RAC calls for equitable petrol and diesel pricing
Fuel retailers are making a profit of 7.5p a litre on diesel compared to just 3p a litre on petrol
There is a just a penny between the wholesale price of diesel and petrol. But at the pumps, motorists running on diesel are being forced to pay extra to fill up their tanks.
Last Friday, for instance, the wholesale price of unleaded petrol stood at 103.5p a litre, while diesel was only slightly more expensive at 104p a litre. Yet motorists were charged a massive 6p extra.
Now the RAC is demanding that fuel retailers cut the extra charges or justify them.
The motoring organisation says retailers usually make around 4p per litre profit on both fuels. However they're now making a profit of 7.5p a litre on diesel compared to just 3p a litre on petrol, the RAC says. This works out as an extra £1.92 on the average 55 litre tank of diesel.
Businesses are being worst hit because, although two-thirds of Britain's 29 million cars run on petrol, vans and company cars use diesel to cover high mileages.

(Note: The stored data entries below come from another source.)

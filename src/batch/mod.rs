//! Archive-level batch orchestration.
//!
//! Walks the extracted contents of an input bundle, routes every invoice
//! XML through extraction → template binding → PDF generation, files the
//! outputs by emission period and recipient, and repackages the result
//! into a single downloadable archive.
//!
//! Processing is sequential; one bad document records an error outcome and
//! never aborts the walk. Only an unopenable input bundle and a walk that
//! classifies zero invoices fail the whole batch.

use std::fs::{self, File};
use std::path::{Path, PathBuf};

use serde::{Deserialize, Serialize};
use tracing::{debug, info, warn};
use walkdir::WalkDir;

use crate::core::*;
use crate::nfe::{decode_xml_bytes, extract_invoice, is_invoice_document};
use crate::render::{PdfRenderer, render_html};

/// Orchestrator configuration, injected at construction.
#[derive(Debug, Clone)]
pub struct BatchConfig {
    /// Name of the output subtree created inside the work area. Input XML
    /// found under a directory of this name is skipped, so nested runs do
    /// not reprocess generated copies. A legitimately named input folder
    /// collides with this and is skipped too.
    pub output_folder: String,
}

impl Default for BatchConfig {
    fn default() -> Self {
        Self {
            output_folder: "DANFE-XML".to_string(),
        }
    }
}

/// Per-file outcome kept in the batch summary.
#[derive(Debug, Clone, PartialEq, Eq, Serialize, Deserialize)]
#[serde(tag = "kind", content = "message", rename_all = "snake_case")]
pub enum Outcome {
    Success(String),
    Error(String),
}

/// One walked file with its outcome. Files skipped as non-invoices are
/// logged but not recorded.
#[derive(Debug, Clone, PartialEq, Eq, Serialize, Deserialize)]
pub struct FileOutcome {
    pub file: String,
    pub outcome: Outcome,
}

/// Aggregate result of one batch run.
#[derive(Debug, Clone, Default, PartialEq, Eq, Serialize, Deserialize)]
pub struct BatchResult {
    pub succeeded: usize,
    pub failed: usize,
    pub outcomes: Vec<FileOutcome>,
}

/// A finished batch: the summary plus the packaged output archive.
#[derive(Debug)]
pub struct BatchOutput {
    pub result: BatchResult,
    pub archive: PathBuf,
}

/// Sequential per-archive processor.
pub struct BatchProcessor<R> {
    config: BatchConfig,
    renderer: R,
}

impl<R: PdfRenderer> BatchProcessor<R> {
    pub fn new(config: BatchConfig, renderer: R) -> Self {
        Self { config, renderer }
    }

    /// Process a ZIP bundle of NFe documents end to end.
    ///
    /// The bundle is extracted into an isolated scratch directory (removed
    /// on success and failure alike), every member is processed, and the
    /// output tree is packaged into `output_archive`. An unopenable bundle
    /// is [`DanfeError::MalformedArchive`]; a walk that classifies no
    /// invoice is [`DanfeError::ZeroResults`] — in both cases no output
    /// archive is written.
    pub fn process_archive(
        &self,
        archive: &Path,
        output_archive: &Path,
    ) -> Result<BatchOutput, DanfeError> {
        info!(archive = %archive.display(), "processing batch");
        let scratch = tempfile::tempdir()?;
        let work = scratch.path().join("work");
        fs::create_dir_all(&work)?;

        let file =
            File::open(archive).map_err(|e| DanfeError::MalformedArchive(e.to_string()))?;
        let mut bundle = zip::ZipArchive::new(file)
            .map_err(|e| DanfeError::MalformedArchive(e.to_string()))?;
        bundle
            .extract(&work)
            .map_err(|e| DanfeError::MalformedArchive(e.to_string()))?;

        let output_root = work.join(&self.config.output_folder);
        fs::create_dir_all(&output_root)?;

        let result = self.process_dir(&work, &output_root)?;
        package_output(&output_root, output_archive)?;

        info!(
            succeeded = result.succeeded,
            failed = result.failed,
            "batch complete"
        );
        Ok(BatchOutput {
            result,
            archive: output_archive.to_path_buf(),
        })
    }

    /// Walk `input_dir` and process every invoice XML into `output_root`.
    ///
    /// Fails with [`DanfeError::ZeroResults`] only after the full walk,
    /// when no file classified as an invoice.
    pub fn process_dir(
        &self,
        input_dir: &Path,
        output_root: &Path,
    ) -> Result<BatchResult, DanfeError> {
        let mut result = BatchResult::default();
        let mut classified = 0usize;

        for entry in WalkDir::new(input_dir).into_iter().filter_map(|e| e.ok()) {
            if !entry.file_type().is_file() {
                continue;
            }
            let path = entry.path();
            if !path
                .extension()
                .is_some_and(|e| e.eq_ignore_ascii_case("xml"))
            {
                continue;
            }
            // Skip our own output subtree on nested runs.
            if path
                .components()
                .any(|c| c.as_os_str() == self.config.output_folder.as_str())
            {
                continue;
            }
            let file_name = path
                .file_name()
                .map(|n| n.to_string_lossy().into_owned())
                .unwrap_or_default();

            let bytes = match fs::read(path) {
                Ok(b) => b,
                Err(e) => {
                    result.failed += 1;
                    result.outcomes.push(FileOutcome {
                        file: file_name,
                        outcome: Outcome::Error(e.to_string()),
                    });
                    continue;
                }
            };
            let (xml, encoding) = decode_xml_bytes(&bytes);
            debug!(file = %file_name, encoding, "decoded XML member");

            if !is_invoice_document(&xml) {
                debug!(file = %file_name, skip = %DanfeError::NotAnInvoice, "skipping member");
                continue;
            }
            classified += 1;

            match self.process_invoice(&xml, path, &file_name, output_root) {
                Ok(message) => {
                    result.succeeded += 1;
                    result.outcomes.push(FileOutcome {
                        file: file_name,
                        outcome: Outcome::Success(message),
                    });
                }
                Err(e) => {
                    warn!(file = %file_name, error = %e, "invoice failed");
                    result.failed += 1;
                    result.outcomes.push(FileOutcome {
                        file: file_name,
                        outcome: Outcome::Error(e.to_string()),
                    });
                }
            }
        }

        if classified == 0 {
            return Err(DanfeError::ZeroResults);
        }
        Ok(result)
    }

    fn process_invoice(
        &self,
        xml: &str,
        source: &Path,
        file_name: &str,
        output_root: &Path,
    ) -> Result<String, DanfeError> {
        let stem = Path::new(file_name)
            .file_stem()
            .map(|s| s.to_string_lossy().into_owned())
            .unwrap_or_else(|| file_name.to_string());

        let record = extract_invoice(xml, &stem)?;
        let (year, month) = record.routing_period();
        let target = output_root
            .join(&year)
            .join(&month)
            .join(recipient_folder(&record));
        fs::create_dir_all(&target)?;

        let base = if record.access_key_raw.len() == 44
            && record.access_key_raw.bytes().all(|b| b.is_ascii_digit())
        {
            record.access_key_raw.clone()
        } else {
            stem
        };
        fs::copy(source, target.join(format!("{base}.xml")))?;

        let html = render_html(&record)?;
        self.renderer
            .render(&html, &target.join(format!("{base}.pdf")))?;

        Ok(format!("processed: {}", record.recipient_name))
    }
}

/// Output folder label for one recipient: first 30 characters of the name,
/// the masked document appended, slashes stripped (the CNPJ mask's slash
/// included), surrounding whitespace trimmed.
fn recipient_folder(record: &InvoiceRecord) -> String {
    let name: String = record.recipient_name.chars().take(30).collect();
    format!("{name} - {}", record.recipient_document)
        .chars()
        .filter(|c| *c != '/' && *c != '\\')
        .collect::<String>()
        .trim()
        .to_string()
}

/// Package the output tree into a single ZIP, paths relative to the root.
fn package_output(output_root: &Path, archive_path: &Path) -> Result<(), DanfeError> {
    let file = File::create(archive_path)?;
    let mut zip = zip::ZipWriter::new(file);
    let options = zip::write::SimpleFileOptions::default()
        .compression_method(zip::CompressionMethod::Deflated);

    for entry in WalkDir::new(output_root).into_iter().filter_map(|e| e.ok()) {
        let path = entry.path();
        let Ok(rel) = path.strip_prefix(output_root) else {
            continue;
        };
        if rel.as_os_str().is_empty() {
            continue;
        }
        let name = rel.to_string_lossy().replace('\\', "/");
        if entry.file_type().is_dir() {
            zip.add_directory(name, options).map_err(zip_io)?;
        } else {
            zip.start_file(name, options).map_err(zip_io)?;
            let mut f = File::open(path)?;
            std::io::copy(&mut f, &mut zip)?;
        }
    }
    zip.finish().map_err(zip_io)?;
    Ok(())
}

fn zip_io(e: zip::result::ZipError) -> DanfeError {
    DanfeError::Io(std::io::Error::other(e))
}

RAC fuel spokesman Simon Williams said: "In the last year retailers have been noticeably quicker to pass on reductions in the wholesale price to forecourts, but we are now seeing an unfortunate blip in that trend, where diesel prices are higher than they really need to be.

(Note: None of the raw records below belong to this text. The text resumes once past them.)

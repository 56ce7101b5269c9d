//! DANFE rendering: barcode, template binding, PDF generation.

mod barcode;
mod pdf;
mod template;

pub use barcode::*;
pub use pdf::*;
pub use template::*;
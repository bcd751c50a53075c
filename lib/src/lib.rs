//! Merkle Patricia Trie proof verification for non-arrival disputes.
//!
//! Given a trusted state root, an ordered chain of RLP-encoded trie nodes,
//! and a key, the engine decides whether the key is present (and with what
//! value) or provably absent. Watcher and settlement layers feed it
//! `(proof, root, key[, value])` and act on the outcome; a rejected proof
//! is always reported as an error, never mistaken for a proven absence.
//!
//! Keys are used exactly as given. The ledgers this engine fronts key their
//! tries by `keccak256` of the transaction id, so callers hash before
//! building a request.

use alloy_sol_types::sol;

pub mod error;
pub mod node;
pub mod path;
pub mod rlp;
pub mod types;
pub mod verify;

#[cfg(feature = "std")]
pub mod builder;

pub use error::*;
pub use node::*;
pub use path::*;
pub use rlp::*;
pub use types::*;
pub use verify::*;

#[cfg(feature = "std")]
pub use builder::*;

sol! {
    /// Verification outcome in the shape the settlement contracts consume.
    struct DisputeOutcome {
        bool verified;
        bytes32 root;
        bytes key;
        bytes value;
    }
}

"There has been talk of the fuel retailers using higher diesel prices to keep petrol prices lower, but whether or not that's the case, the simplest way to operate must be to make sure retail prices always reflect wholesale prices proportionately.
"This has to be fairer in the long run for both private motorists and businesses alike."
Despite the gap, unleaded is now 4p a litre cheaper than it was a year ago, as retailers passed on savings in the wholesale price, which eased in mid-January to around 106p – a result of the pound's strong performance against the dollar.
Looking ahead, the wholesale price of diesel is likely to remain low in coming weeks due to the start of the American holiday season. The US has far more petrol vehicles than diesel and petrol production will be boosted to meet demand – causing a slight increase in petrol retail prices, which in turn narrows the gap with diesel pump prices.
Mr Williams said: "As we regularly see prices go up as a result of global demand issues it seems only fair that this annual drop in worldwide wholesale diesel prices caused by this little-known US petrol peak phenomenon should be reflected on UK forecourts.
"Over the years we have been encouraged to choose diesel vehicles for environmental and fuel economy reasons, which means they are the preferred option for many.
"Unfortunately, UK motorists now pay far more relatively for diesel than petrol because UK refineries are not geared up to meet demand and we have to import supplies from Russia and other countries.
"In the interests of fair play it would appear a good moment for our driver-friendly supermarket fuel stations or the big fuel companies to take a stand and cut the price of diesel, in line with wholesale prices, and give diesel car owners and business drivers a welcome respite."